Gregorio sabia que Abraham
no iba a cambiar de idea, había salido a él, callado pero de ánimo decidido, le
recordó al Gregorio empecinado de cuarenta y siete años atrás, resuelto a
casarse con la hija de don Ceferino, que aunque no era un muerto de hambre como
la hija de la totopostera, tampoco era el mejor partido para él; Y al igual que
hiciera su padre con el; trató de persuadirlo jugándose la última carta en su
baraja de experiencia.
—Te voy a proponer algo,
cásate con Isolina, y si tanto te gusta esa muchacha, por mi no hay problema,
podes traerla a vivir por aquí cerca, y decís que ella trabaja para ustedes y
la seguís viendo. La Isolina no tiene que darse cuenta…
—No papá ustedes no
entienden, ¡yo a Dalia la quiero bien y no la voy a tener de amante, yo quiero
tener hijos con ella y hacer una familia!

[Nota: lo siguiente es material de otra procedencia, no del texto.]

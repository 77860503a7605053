//! CLI argument parsing.

use clap::{Parser, Subcommand, ValueEnum};

#[derive(Parser, Debug)]
#[command(name = "memcortex", version, about = "The memcortex memory server")]
pub struct Cli {
    #[command(subcommand)]
    pub command: Commands,
}

#[derive(Subcommand, Debug)]
pub enum Commands {
    /// Run the server, serving MCP requests over the chosen transport.
    Serve {
        /// Which transport to speak.
        #[arg(long, value_enum, default_value_t = TransportKind::Stdio)]
        transport: TransportKind,
        /// Address the HTTP transport binds to (ignored for stdio).
        #[arg(long, default_value = "127.0.0.1:8787")]
        bind: String,
        /// Address the real-time WebSocket listener binds to. Runs
        /// alongside whichever `transport` was chosen, since it serves a
        /// separate concern (broadcast/event delivery, not request/response).
        #[arg(long, default_value = "127.0.0.1:8788")]
        ws_bind: String,
    },
}

#[derive(Debug, Clone, Copy, ValueEnum, PartialEq, Eq)]
pub enum TransportKind {
    /// Newline-delimited JSON-RPC over stdin/stdout.
    Stdio,
    /// JSON-RPC over HTTP POST, plus a management surface, via axum.
    Http,
}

—Mirá Abraham uno no tiene
que ser tan egoísta y pensar solo en uno, el que se casa, se casa con la familia
también, y vos lo sabes…
Si seguís encaprichado con
esa muchacha, no nos dejas otra alternativa más que desheredarte.
Abraham, no quería perder
lo que le correspondía, él había trabajado esa tierra ¡le pertenecía por
derecho de sangre! y ahora de repente solo le quedarían las casas de
volcancillo, un par de manzanas de tierra que no alcanzaban pero ni para dar de
comer a sus mulas y un puñado de mozos que le seguirían hasta las mismas
puertas del infierno.
—¡Si te casas con la hija
de la totopostera, te vamos a tener que desheredar hijo recapacitá! –dijo
Gregorio, desesperado tratando de parecer fuerte.
En realidad no deseaba
quitarle nada, el amaba a su hijo; pero
debía ser enérgico y hacerle ver el error que iba a cometer.

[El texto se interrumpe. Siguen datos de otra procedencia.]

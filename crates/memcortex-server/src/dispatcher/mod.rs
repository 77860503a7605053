//! The MCP dispatcher (C5): method routing, the per-connection state
//! machine, and the tool/resource/prompt handler registries.
//!
//! The scheduler (C6) wraps [`Dispatcher::dispatch`] as the unit of work
//! it runs concurrently; the dispatcher itself is not concerned with
//! concurrency, only with routing and connection-state legality.

pub mod handlers;

use std::sync::atomic::{AtomicU64, Ordering};
use std::sync::Arc;

use dashmap::DashMap;
use parking_lot::Mutex;
use serde_json::{json, Value};
use tracing::{debug, warn};

use memcortex_protocol::{
    JsonRpcError, JsonRpcErrorCode, JsonRpcNotification, JsonRpcRequest, JsonRpcResponse, MemoryError,
    MCP_PROTOCOL_VERSION,
};

pub use handlers::{PromptDefinition, PromptHandler, ResourceDefinition, ResourceHandler, ToolDefinition, ToolHandler};

/// The lifecycle of one connection, per `spec.md` §4.5.
///
/// `New` accepts only `initialize`. `Initializing` accepts only the
/// `notifications/initialized` acknowledgement. `Ready` accepts
/// everything else. `Closed` accepts nothing.
#[derive(Debug, Clone, Copy, PartialEq, Eq)]
pub enum ConnectionState {
    /// Just accepted; nothing but `initialize` is legal yet.
    New,
    /// `initialize` answered; waiting for `notifications/initialized`.
    Initializing,
    /// Fully handshaked; all methods are legal.
    Ready,
    /// Torn down; no further requests are accepted.
    Closed,
}

/// Per-connection session state the dispatcher consults and advances.
pub struct McpSession {
    state: Mutex<ConnectionState>,
    client_info: Mutex<Option<Value>>,
}

impl McpSession {
    /// A freshly accepted connection, in state `New`.
    pub fn new() -> Self {
        Self {
            state: Mutex::new(ConnectionState::New),
            client_info: Mutex::new(None),
        }
    }

    /// The current lifecycle state.
    pub fn state(&self) -> ConnectionState {
        *self.state.lock()
    }

    /// Mark the connection closed. Idempotent.
    pub fn close(&self) {
        *self.state.lock() = ConnectionState::Closed;
    }
}

impl Default for McpSession {
    fn default() -> Self {
        Self::new()
    }
}

/// The `notifications/{kind}/list_changed` notification to broadcast
/// after a tool/resource/prompt registration changes the listing.
pub fn list_changed_notification(kind: &str) -> JsonRpcNotification {
    JsonRpcNotification::new(format!("notifications/{kind}/list_changed"), None)
}

/// The outcome of one [`Dispatcher::dispatch`] call: the response to send
/// (`None` for notifications, which never get one) plus any notifications
/// generated as a side effect of handling it (e.g. a registration landing
/// mid-flight). Callers must enqueue `notifications` ahead of `response`
/// to preserve the ordering guarantee in `spec.md` §4.5.
pub struct DispatchOutcome {
    /// The response to deliver, if this was a request (not a notification).
    pub response: Option<JsonRpcResponse>,
    /// Notifications generated while handling this message.
    pub notifications: Vec<JsonRpcNotification>,
}

impl DispatchOutcome {
    fn response_only(response: JsonRpcResponse) -> Self {
        Self {
            response: Some(response),
            notifications: Vec::new(),
        }
    }
}

/// Routes JSON-RPC requests to registered tool/resource/prompt handlers
/// and enforces the connection state machine.
pub struct Dispatcher {
    tools: DashMap<String, Arc<dyn ToolHandler>>,
    resources: DashMap<String, Arc<dyn ResourceHandler>>,
    prompts: DashMap<String, Arc<dyn PromptHandler>>,
    server_name: String,
    server_version: String,
    list_changed_seq: AtomicU64,
}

—Me casaré con ella, sin su
bendición entonces –decidió Abraham con tristeza.
Ser desheredado no
significaba solo perder las tierras, sino además ser cortado del árbol
genealógico familiar, era una especie de exilio dentro de su propia tierra,
algo que nunca se había visto.
Gregorio Se levantó y
después de un gruñido que debió ser un saludo; se puso su sombrero blanco de
cola, montó su caballo y espoleó con fuerza los ijares.